Nel 1994 e 1995 nel nostro Paese viene ufficialmente coltivata la sola Canapa. Grazie al controllo ferreo delle forze dell’ordine e dell’Ente per le Nuove Tecnologie per l’Energia e l’Ambiente Organismo di Ricerca Statale. In Emilia Romagna e Valle d’Aosta ci sono stati tentativi di ricerca a scopo didattico, purtroppo repressi.
Nel 1997 poi la Comunità Europea sancisce così la reintroduzione della Canapa ad uso industriale. Grazie ad alcuni regolamenti nascono così i primi negozi italiani tematici sulla Canapa.
Ancora una volta i governi che si succedono nel nostro Paese agiscono in modo negativo. Scaturisce il vantaggio economico di pochi privilegiati che vanno ad intaccare una politica globale su questo vegetale.

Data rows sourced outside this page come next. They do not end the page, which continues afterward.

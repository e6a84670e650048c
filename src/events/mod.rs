//! Event bus for engine state changes
//!
//! Explicit registry of event kind -> ordered handler list. Emission is
//! synchronous and follows registration order. A handler that returns an
//! error or panics is logged and skipped; it never aborts the emitting call
//! or the handlers after it.

use crate::errors::EngineError;
use chrono::{DateTime, Utc};
use serde::{Deserialize, Serialize};
use std::collections::HashMap;
use std::fmt;
use std::panic::{catch_unwind, AssertUnwindSafe};
use std::str::FromStr;
use std::sync::atomic::{AtomicU64, Ordering};
use std::sync::{Arc, PoisonError, RwLock};
use tracing::{error, trace, warn};

use crate::learning::state::StateKey;
use crate::memory::patterns::PatternSignature;
use crate::memory::types::ExperienceId;

/// Event names callers can subscribe to
#[derive(Debug, Clone, Copy, PartialEq, Eq, Hash, Serialize, Deserialize)]
pub enum EventKind {
    #[serde(rename = "experience:recorded")]
    ExperienceRecorded,
    #[serde(rename = "qlearning:updated")]
    QLearningUpdated,
    #[serde(rename = "pattern:discovered")]
    PatternDiscovered,
    #[serde(rename = "knowledge:updated")]
    KnowledgeUpdated,
    #[serde(rename = "prediction:generated")]
    PredictionGenerated,
    #[serde(rename = "state:reset")]
    StateReset,
}

impl EventKind {
    pub const ALL: [EventKind; 6] = [
        EventKind::ExperienceRecorded,
        EventKind::QLearningUpdated,
        EventKind::PatternDiscovered,
        EventKind::KnowledgeUpdated,
        EventKind::PredictionGenerated,
        EventKind::StateReset,
    ];

    pub fn as_str(&self) -> &'static str {
        match self {
            EventKind::ExperienceRecorded => "experience:recorded",
            EventKind::QLearningUpdated => "qlearning:updated",
            EventKind::PatternDiscovered => "pattern:discovered",
            EventKind::KnowledgeUpdated => "knowledge:updated",
            EventKind::PredictionGenerated => "prediction:generated",
            EventKind::StateReset => "state:reset",
        }
    }
}

impl fmt::Display for EventKind {
    fn fmt(&self, f: &mut fmt::Formatter<'_>) -> fmt::Result {
        f.write_str(self.as_str())
    }
}

impl FromStr for EventKind {
    type Err = EngineError;

    fn from_str(s: &str) -> Result<Self, Self::Err> {
        EventKind::ALL
            .iter()
            .copied()
            .find(|kind| kind.as_str() == s)
            .ok_or_else(|| EngineError::UnknownEvent(s.to_string()))
    }
}

/// Engine events, published after the state change they describe
#[derive(Debug, Clone, PartialEq, Serialize, Deserialize)]
#[serde(tag = "type", rename_all = "snake_case")]
pub enum LearningEvent {
    ExperienceRecorded {
        experience_id: ExperienceId,
        task: String,
        decision: String,
        success: bool,
        /// Experience dropped by retention to make room, if any
        evicted: Option<ExperienceId>,
        timestamp: DateTime<Utc>,
    },

    QLearningUpdated {
        state_key: StateKey,
        action: String,
        reward: f64,
        previous_q: f64,
        q_value: f64,
        visit_count: u64,
        timestamp: DateTime<Utc>,
    },

    PatternDiscovered {
        signature: PatternSignature,
        occurrences: u64,
        success_rate: f64,
        description: String,
        timestamp: DateTime<Utc>,
    },

    KnowledgeUpdated {
        new_nodes: usize,
        new_edges: usize,
        total_nodes: usize,
        total_edges: usize,
        timestamp: DateTime<Utc>,
    },

    PredictionGenerated {
        state_key: StateKey,
        decision: String,
        success: f64,
        confidence: f64,
        timestamp: DateTime<Utc>,
    },

    StateReset {
        cleared_experiences: usize,
        timestamp: DateTime<Utc>,
    },
}

impl LearningEvent {
    pub fn kind(&self) -> EventKind {
        match self {
            LearningEvent::ExperienceRecorded { .. } => EventKind::ExperienceRecorded,
            LearningEvent::QLearningUpdated { .. } => EventKind::QLearningUpdated,
            LearningEvent::PatternDiscovered { .. } => EventKind::PatternDiscovered,
            LearningEvent::KnowledgeUpdated { .. } => EventKind::KnowledgeUpdated,
            LearningEvent::PredictionGenerated { .. } => EventKind::PredictionGenerated,
            LearningEvent::StateReset { .. } => EventKind::StateReset,
        }
    }

    pub fn timestamp(&self) -> DateTime<Utc> {
        match self {
            LearningEvent::ExperienceRecorded { timestamp, .. }
            | LearningEvent::QLearningUpdated { timestamp, .. }
            | LearningEvent::PatternDiscovered { timestamp, .. }
            | LearningEvent::KnowledgeUpdated { timestamp, .. }
            | LearningEvent::PredictionGenerated { timestamp, .. }
            | LearningEvent::StateReset { timestamp, .. } => *timestamp,
        }
    }
}

/// Handle returned by [`EventBus::on`], used to unsubscribe
#[derive(Debug, Clone, Copy, PartialEq, Eq, Hash)]
pub struct SubscriptionId(u64);

/// Event callback; an `Err` is logged and otherwise ignored
pub type EventHandler = Arc<dyn Fn(&LearningEvent) -> anyhow::Result<()> + Send + Sync>;

/// Synchronous publish/subscribe registry
pub struct EventBus {
    handlers: RwLock<HashMap<EventKind, Vec<(SubscriptionId, EventHandler)>>>,
    next_id: AtomicU64,
}

impl EventBus {
    pub fn new() -> Self {
        Self {
            handlers: RwLock::new(HashMap::new()),
            next_id: AtomicU64::new(1),
        }
    }

    /// Register a handler for one event kind
    pub fn on<F>(&self, kind: EventKind, handler: F) -> SubscriptionId
    where
        F: Fn(&LearningEvent) -> anyhow::Result<()> + Send + Sync + 'static,
    {
        let id = SubscriptionId(self.next_id.fetch_add(1, Ordering::Relaxed));
        // Registry edits cannot leave a torn list behind, so a poisoned lock is still usable
        let mut handlers = self.handlers.write().unwrap_or_else(PoisonError::into_inner);
        handlers.entry(kind).or_default().push((id, Arc::new(handler)));
        id
    }

    /// Remove a handler; returns false if it was not registered for `kind`
    pub fn off(&self, kind: EventKind, id: SubscriptionId) -> bool {
        let mut handlers = self.handlers.write().unwrap_or_else(PoisonError::into_inner);
        match handlers.get_mut(&kind) {
            Some(list) => {
                let before = list.len();
                list.retain(|(sub, _)| *sub != id);
                before != list.len()
            }
            None => false,
        }
    }

    /// Deliver an event to its subscribers, returning how many succeeded
    ///
    /// Handlers run outside the registry lock, so they may subscribe or
    /// unsubscribe; changes apply from the next emission.
    pub fn emit(&self, event: &LearningEvent) -> usize {
        let kind = event.kind();
        let snapshot: Vec<(SubscriptionId, EventHandler)> = {
            let handlers = self.handlers.read().unwrap_or_else(PoisonError::into_inner);
            match handlers.get(&kind) {
                Some(list) => list.clone(),
                None => return 0,
            }
        };

        trace!(event = %kind, subscribers = snapshot.len(), "Dispatching event");

        let mut delivered = 0;
        for (id, handler) in snapshot {
            match catch_unwind(AssertUnwindSafe(|| handler(event))) {
                Ok(Ok(())) => delivered += 1,
                Ok(Err(e)) => {
                    warn!(event = %kind, subscription = id.0, "Event handler failed: {:#}", e);
                }
                Err(panic) => {
                    let message = panic
                        .downcast_ref::<&str>()
                        .map(|s| s.to_string())
                        .or_else(|| panic.downcast_ref::<String>().cloned())
                        .unwrap_or_else(|| "unknown panic".to_string());
                    error!(event = %kind, subscription = id.0, "Event handler panicked: {}", message);
                }
            }
        }
        delivered
    }

    /// Number of handlers registered for a kind
    pub fn handler_count(&self, kind: EventKind) -> usize {
        let handlers = self.handlers.read().unwrap_or_else(PoisonError::into_inner);
        handlers.get(&kind).map_or(0, Vec::len)
    }
}

impl Default for EventBus {
    fn default() -> Self {
        Self::new()
    }
}

impl fmt::Debug for EventBus {
    fn fmt(&self, f: &mut fmt::Formatter<'_>) -> fmt::Result {
        let mut counts = f.debug_map();
        for kind in EventKind::ALL {
            counts.entry(&kind.as_str(), &self.handler_count(kind));
        }
        counts.finish()
    }
}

Nel 2016 è entrata in vigore la legge che regola la coltivazione della Cannabis light, ovvero la 242 del 2016.
Negli ultimi anni
Negli ultimi anni le coltivazioni di Cannabis sono cresciute in modo smisurato. Dagli ultimi dati registrati, passano dai 400 ettari di coltivazioni di 4 anni fa nell’anno 2014 ai 4 mila attuali. Segno che dimostra un cambiamento che porterà questo prezioso vegetale a espandersi sempre più.